Happy Christmas. We Didn't Die.
Last year, the Christmas season felt more like summer to me. After arriving in November, it was my first Christmas in Sierra Leone. I was still in the midst of a great deal of culture shock. And it was HOT. So it’s fair to say I was pretty disoriented. Like disoriented enough to ask a friend back home how her summer break was going. It just didn’t feel like Christmas.
This year, I decided to make a concerted effort to make it FEEL like Christmas. I downloaded a bunch of Christmas albums and, along with the air conditioner, have been blasting them in my car. I bought a tree off of an expat friend who moved back to the US this month. I even found an Africana fabric that is Christmas themed which is serving as my table cloth for the season.
I also participated in the Christmas caroling fundraiser for the Prison Ministry. Last year I practiced with the group but didn’t end up going house to house. That was when I learned my first Christmas song in Krio. Christmas tem don kam, wi fit gladi. Christmas tem don kam, wi fit enjoy. Bicos God don sen in wan gran boy pikin foh mek i pul wi pan yagba, foh mek i pul wi pan yagba! (Christmas time has come, we must be glad. Christmas time has come, we must enjoy because God has sent his one son to save us from struggle, to save us from struggle.)
Here’s a link to how that song sounds.
This year, I learned a few songs in Mende (one of the local tribal languages) to add to my repertoire. Yesu lor wama mu sene venge we. (“Jesus is coming, let us prepare ourselves.”)
After a year, I’m learning more and more what it feels like to experience life the Sierra Leone way. And it’s makes more sense to me day after day. I’m still who I am—an American. But I’m being changed day by day. So I’ve found ways to integrate my American with their Salone. Christmas is no different. It’s a little of mine and a little of theirs.
In that vein I learned a new song this week. It’s a Krio song. It goes Happy Christmas, mi no die-o. Happy Christmas, mi no die-o. (“Merry Christmas, I didn’t die.”) That’s it. That’s the whole song. Sometimes you start high. Sometimes you start low. Sometimes you say I. Sometimes you say we.
And here’s a link to how this song sounds.
We sang this song to start our Prison Ministry meeting before we went and fed the boys and girls at the juvenile detention center. And I remember thinking to myself, Is this song for real? But sure enough it’s for real. Over and over we sang joyfully, “Happy Christmas, I didn’t die.” After we sang the song, Finda Quiwa (a senior missionary) exhorted the group to celebrate and be glad that we have reached Christmas still alive. After all, there are many who started the year with us and did not live to see Christmas.
Now this might seem morbid to a western sentiment. And maybe it is. But after living here a year, it makes sense to me. I noticed early on how often we give thanks here for waking up “in time rather than in eternity”. There is a constant awareness that this day is not guaranteed. That this life is not guaranteed.
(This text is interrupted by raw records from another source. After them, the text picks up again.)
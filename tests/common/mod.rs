//! Shared fixtures for the integration tests

#![allow(dead_code)]

use remote_test_harness::{HarnessConfig, TargetSettings};
use std::path::Path;

/// Fake daemon: prints its arguments, registers ramsh, echoes every command
pub const FAKE_DAEMON: &str = r#"#!/bin/sh
echo "args: $*"
echo "Ramsh commands registered"
while read -r line; do
    echo "ramsh: $line"
    if [ "$line" = "fail" ]; then
        echo "command failed" >&2
    fi
done
"#;

/// Install `script` as `<install_dir>/bin/<name>`
#[cfg(unix)]
pub fn install_executable(install_dir: &Path, name: &str, script: &str) {
    use std::os::unix::fs::PermissionsExt;

    let bin = install_dir.join("bin");
    std::fs::create_dir_all(&bin).unwrap();
    let path = bin.join(name);
    std::fs::write(&path, script).unwrap();
    std::fs::set_permissions(&path, std::fs::Permissions::from_mode(0o755)).unwrap();
}

/// Configuration with everything below `root`
pub fn config_in(root: &Path) -> HarnessConfig {
    HarnessConfig {
        result_dir: root.join("results"),
        install_dir: root.join("install").to_string_lossy().into_owned(),
        ..HarnessConfig::default()
    }
}

/// Target settings with everything below `root`
pub fn settings_in(root: &Path) -> TargetSettings {
    config_in(root).target_settings()
}
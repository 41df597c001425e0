//! CLI Module
//!
//! Exit codes and output helpers of `harness-cli`

pub mod exit_codes;

pub use exit_codes::{exit_code_description, print_exit_codes, CliResult, ExitCodes};

use clap::ValueEnum;

/// CLI output format
#[derive(Debug, Clone, Copy, PartialEq, Eq, Default, ValueEnum)]
pub enum OutputFormat {
    /// Human-readable text
    #[default]
    Text,
    /// JSON format for scripting
    Json,
}
impl fmt::Debug for Target {
    fn fmt(&self, f: &mut fmt::Formatter<'_>) -> fmt::Result {
        f.debug_struct("Target")
            .field("name", &self.info.name)
            .field("backend", &self.backend.description())
            .field("connected", &self.connected)
            .finish_non_exhaustive()
    }
}
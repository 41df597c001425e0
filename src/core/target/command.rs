//! One-shot commands on a target

use crate::core::buffer::Buffer;
use crate::core::error::{HarnessError, Result};
use crate::core::reader::PipeReader;
use serde::Serialize;
use std::collections::BTreeMap;
use std::io::Read;
use std::sync::Arc;
use std::time::{Duration, Instant};
use tracing::{debug, warn};

const EXIT_POLL_INTERVAL: Duration = Duration::from_millis(100);
const ABORTED_READER_TIMEOUT: Duration = Duration::from_secs(1);

/// How to run a command with [`super::Target::execute_on_target`]
#[derive(Debug, Clone, PartialEq, Eq)]
pub struct ExecOptions {
    /// Wait for the command and collect its output
    pub block: bool,
    /// Extra environment, on top of the target defaults
    pub env: BTreeMap<String, String>,
    /// Working directory
    pub cwd: Option<String>,
    /// Give up after this long; `None` waits forever
    pub timeout: Option<Duration>,
}

impl Default for ExecOptions {
    fn default() -> Self {
        Self {
            block: true,
            env: BTreeMap::new(),
            cwd: None,
            timeout: None,
        }
    }
}

impl ExecOptions {
    /// Start the command and return at once
    #[must_use]
    pub fn detached() -> Self {
        Self {
            block: false,
            ..Self::default()
        }
    }

    /// Set the timeout
    #[must_use]
    pub fn timeout(mut self, timeout: Duration) -> Self {
        self.timeout = Some(timeout);
        self
    }

    /// Set the working directory
    #[must_use]
    pub fn cwd(mut self, cwd: impl Into<String>) -> Self {
        self.cwd = Some(cwd.into());
        self
    }

    /// Add an environment variable
    #[must_use]
    pub fn env(mut self, key: impl Into<String>, value: impl Into<String>) -> Self {
        self.env.insert(key.into(), value.into());
        self
    }
}

/// Output of a finished command
#[derive(Debug, Clone, Default, PartialEq, Eq, Serialize)]
pub struct CommandOutput {
    /// Stdout lines
    pub stdout: Vec<String>,
    /// Stderr lines
    pub stderr: Vec<String>,
    /// Exit code; `None` for detached or killed commands
    pub exit_code: Option<i32>,
}

impl CommandOutput {
    /// Did the command exit with 0?
    pub fn success(&self) -> bool {
        self.exit_code == Some(0)
    }
}

/// A process to start for an application
#[derive(Debug, Clone, Default, PartialEq, Eq)]
pub struct SpawnRequest {
    /// Full command line, executable first
    pub command_line: String,
    /// Working directory
    pub working_dir: Option<String>,
    /// Complete environment overrides
    pub env: BTreeMap<String, String>,
}

/// Exit status access for a running command
pub(crate) trait CommandProcess {
    /// Exit code once the command finished, `None` while it runs
    fn poll_exit(&mut self) -> Result<Option<i32>>;

    /// Stop waiting for the command
    fn abort(&mut self);
}

/// Collect output of a running command until it exits or `timeout` elapses
///
/// Both streams are drained on reader threads, so neither can block the
/// other. On timeout the command is aborted and whatever was read so far is
/// dropped in favour of a [`HarnessError::Timeout`].
pub(crate) fn drain_command<O, E>(
    label: &str,
    stdout: O,
    stderr: E,
    timeout: Option<Duration>,
    process: &mut dyn CommandProcess,
) -> Result<CommandOutput>
where
    O: Read + Send + 'static,
    E: Read + Send + 'static,
{
    let stdout_buffer = Arc::new(Buffer::new());
    let stderr_buffer = Arc::new(Buffer::new());
    let mut readers = [
        PipeReader::spawn(format!("{label}-stdout"), stdout, Arc::clone(&stdout_buffer))?,
        PipeReader::spawn(format!("{label}-stderr"), stderr, Arc::clone(&stderr_buffer))?,
    ];

    let start = Instant::now();
    let exit_code = loop {
        if let Some(code) = process.poll_exit()? {
            break code;
        }
        if let Some(limit) = timeout {
            if start.elapsed() >= limit {
                warn!("'{}' did not finish within {:?}, aborting", label, limit);
                process.abort();
                for reader in &mut readers {
                    reader.stop_with_timeout(ABORTED_READER_TIMEOUT);
                }
                return Err(HarnessError::Timeout(limit.as_secs(), label.to_string()));
            }
        }
        std::thread::sleep(EXIT_POLL_INTERVAL);
    };

    for reader in &mut readers {
        reader.stop();
    }
    debug!("'{}' exited with {}", label, exit_code);
    Ok(CommandOutput {
        stdout: stdout_buffer.get_all_data(),
        stderr: stderr_buffer.get_all_data(),
        exit_code: Some(exit_code),
    })
}
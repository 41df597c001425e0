//! Harness configuration file

use crate::core::power::PowerDeviceConfig;
use crate::core::target::{RetryPolicy, TargetInfo, TargetSettings};
use crate::core::{HarnessError, Result};
use serde::{Deserialize, Serialize};
use std::collections::{BTreeMap, HashSet};
use std::fmt;
use std::path::{Path, PathBuf};

/// Contents of `harness.toml`
#[derive(Debug, Clone, PartialEq, Serialize, Deserialize)]
#[serde(default)]
pub struct HarnessConfig {
    /// Local directory for screenshots, logs and reports
    pub result_dir: PathBuf,
    /// Local directories holding reference images
    pub reference_image_dirs: Vec<PathBuf>,
    /// Multiplier for the scaled diff image
    pub image_diff_scale_factor: f64,
    /// SDK log level passed to started applications
    pub log_level: u8,
    /// Installation directory of the SDK on targets
    pub install_dir: String,
    /// Local directory holding binary packages
    pub package_dir: Option<PathBuf>,
    /// Fixed seed for the test order
    pub seed: Option<u64>,
    /// Connection retries
    pub retry: RetryPolicy,
    /// Test devices
    pub targets: Vec<TargetInfo>,
    /// Power relays
    pub power_devices: Vec<PowerDeviceConfig>,
    /// Test class -> target sets
    pub test_to_target: BTreeMap<String, Vec<Vec<String>>>,
}

impl Default for HarnessConfig {
    fn default() -> Self {
        let settings = TargetSettings::default();
        Self {
            result_dir: settings.result_dir,
            reference_image_dirs: settings.reference_image_dirs,
            image_diff_scale_factor: settings.image_diff_scale_factor,
            log_level: settings.log_level,
            install_dir: settings.install_dir,
            package_dir: settings.package_dir,
            seed: None,
            retry: settings.retry,
            targets: Vec::new(),
            power_devices: Vec::new(),
            test_to_target: BTreeMap::new(),
        }
    }
}

/// One problem found by [`HarnessConfig::validate`]
#[derive(Debug, Clone, PartialEq, Eq, Serialize)]
pub struct ConfigFinding {
    /// Where the problem is, e.g. `targets[1].name`
    pub location: String,
    /// What is wrong
    pub message: String,
}

impl ConfigFinding {
    fn new(location: impl Into<String>, message: impl Into<String>) -> Self {
        Self {
            location: location.into(),
            message: message.into(),
        }
    }
}

impl fmt::Display for ConfigFinding {
    fn fmt(&self, f: &mut fmt::Formatter<'_>) -> fmt::Result {
        write!(f, "{}: {}", self.location, self.message)
    }
}

impl HarnessConfig {
    /// Parse a TOML document without validating it
    pub fn parse(content: &str) -> Result<Self> {
        toml::from_str(content).map_err(|e| HarnessError::Config(e.to_string()))
    }

    /// Read a configuration file without validating it
    ///
    /// `None` reads `harness.toml` from the user config directory; a missing
    /// default file yields the default configuration.
    pub fn read(path: Option<&Path>) -> Result<Self> {
        match path {
            Some(path) => Self::read_file(path),
            None => match super::default_config_path() {
                Some(path) if path.exists() => Self::read_file(&path),
                _ => Ok(Self::default()),
            },
        }
    }

    fn read_file(path: &Path) -> Result<Self> {
        let content = std::fs::read_to_string(path)
            .map_err(|e| HarnessError::Config(format!("{}: {e}", path.display())))?;
        Self::parse(&content)
    }

    /// [`HarnessConfig::read`] and refuse a file with findings
    pub fn load(path: Option<&Path>) -> Result<Self> {
        let config = Self::read(path)?;
        let findings = config.validate();
        if let Some(first) = findings.first() {
            return Err(HarnessError::Config(format!(
                "{} problem(s), first: {}",
                findings.len(),
                first
            )));
        }
        Ok(config)
    }

    /// Save to `path`, creating its directory
    pub fn save(&self, path: &Path) -> Result<()> {
        if let Some(parent) = path.parent() {
            std::fs::create_dir_all(parent)?;
        }
        let content = toml::to_string_pretty(self).map_err(|e| HarnessError::Config(e.to_string()))?;
        std::fs::write(path, content)?;
        Ok(())
    }

    /// Every problem in the configuration
    pub fn validate(&self) -> Vec<ConfigFinding> {
        let mut findings = Vec::new();

        if self.image_diff_scale_factor <= 0.0 {
            findings.push(ConfigFinding::new("image_diff_scale_factor", "must be positive"));
        }
        if self.retry.attempts == 0 {
            findings.push(ConfigFinding::new("retry.attempts", "must be at least 1"));
        }

        let mut power_names = HashSet::new();
        for (i, device) in self.power_devices.iter().enumerate() {
            if !power_names.insert(device.name.as_str()) {
                findings.push(ConfigFinding::new(
                    format!("power_devices[{i}].name"),
                    format!("duplicate power device {}", device.name),
                ));
            }
        }

        let mut target_names = HashSet::new();
        for (i, target) in self.targets.iter().enumerate() {
            if let Err(e) = TargetInfo::validate_name(&target.name) {
                findings.push(ConfigFinding::new(format!("targets[{i}].name"), e.to_string()));
            }
            if !target_names.insert(target.name.as_str()) {
                findings.push(ConfigFinding::new(
                    format!("targets[{i}].name"),
                    format!("duplicate target {}", target.name),
                ));
            }
            match (&target.power_device, target.power_outlet) {
                (Some(device), _) if !power_names.contains(device.as_str()) => findings.push(ConfigFinding::new(
                    format!("targets[{i}].power_device"),
                    format!("unknown power device {device}"),
                )),
                (Some(_), None) => findings.push(ConfigFinding::new(
                    format!("targets[{i}].power_outlet"),
                    "power device without outlet",
                )),
                _ => {}
            }
        }

        for (i, target) in self.targets.iter().enumerate() {
            if let Some(bridge) = &target.bridge_target {
                if !target_names.contains(bridge.as_str()) {
                    findings.push(ConfigFinding::new(
                        format!("targets[{i}].bridge_target"),
                        format!("unknown target {bridge}"),
                    ));
                }
            }
        }

        for (class, sets) in &self.test_to_target {
            for (i, set) in sets.iter().enumerate() {
                if set.is_empty() {
                    findings.push(ConfigFinding::new(format!("test_to_target.{class}[{i}]"), "empty target set"));
                }
                for name in set.iter().filter(|n| !target_names.contains(n.as_str())) {
                    findings.push(ConfigFinding::new(
                        format!("test_to_target.{class}[{i}]"),
                        format!("unknown target {name}"),
                    ));
                }
            }
        }

        findings
    }

    /// Settings shared by every target
    pub fn target_settings(&self) -> TargetSettings {
        TargetSettings {
            install_dir: self.install_dir.clone(),
            result_dir: self.result_dir.clone(),
            reference_image_dirs: self.reference_image_dirs.clone(),
            image_diff_scale_factor: self.image_diff_scale_factor,
            log_level: self.log_level,
            package_dir: self.package_dir.clone(),
            retry: self.retry.clone(),
        }
    }

    /// Target description by name
    pub fn target(&self, name: &str) -> Result<&TargetInfo> {
        self.targets
            .iter()
            .find(|t| t.name == name)
            .ok_or_else(|| HarnessError::UnknownTarget(name.to_string()))
    }

    /// Power relay by name
    pub fn power_device(&self, name: &str) -> Option<&PowerDeviceConfig> {
        self.power_devices.iter().find(|d| d.name == name)
    }
}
Part of the reason for that is because death is so much more prevalent here. The life expectancy in Sierra Leone is 52 years (as of 2016). Compare that to 62 years in neighboring Liberia and 79 years back home in the US. Death is just a fact of life here. It’s an every day experience. Just this year, I know someone who’s brother lost all three of his children in one motorcycle accident. Little children. I know people who at 24 went in the hospital and did not come out. Last week I attended the funeral of Rev. Maurice Lawson, a 39 year old father of three and a talented and promising young pastor. When I asked how he died I was just told, “He was sick.” No more details than that. That gives you an idea of the thoroughness of medical care most people can afford here.
On the one hand, I look at this and recognize the profound injustice that, simply because of a lack of resources, the people of this country live with early death every day. It’s not ok that in 2018 there are people without access to good medical care. An entire country suffers. There is too much grieving and too much loss. And during worship last week, it was an Advent longing that I turned over to God, asking once more that things would be made right here.
But on the other hand, doing life among people for whom loss is a daily truth has taught me a few things. It’s taught me how to hold things lightly. There is life. There is death. There is life beyond death. Thanks be to God. In the west we do a good job of distracting ourselves from the truth of our mortality and limitations. But here I’m learning to live what life I have to God’s glory and for the joy of the moment. And every day I find myself believing more and more that that is enough.
It has also taught me to hold life more preciously. To see every day as gift. I’m not promised today. Or tomorrow. And so every breath truly is the grace of God.
So here we are at another Christmas. And we’re still alive. We still have this day. We still have life and breath and laughter and sunlight and coffee and young love and babies and the color red and each other. It really does feel like a reason to sing.
Happy Christmas, friends. We didn’t die. Thanks be to God.
Let’s make some good food and have a party.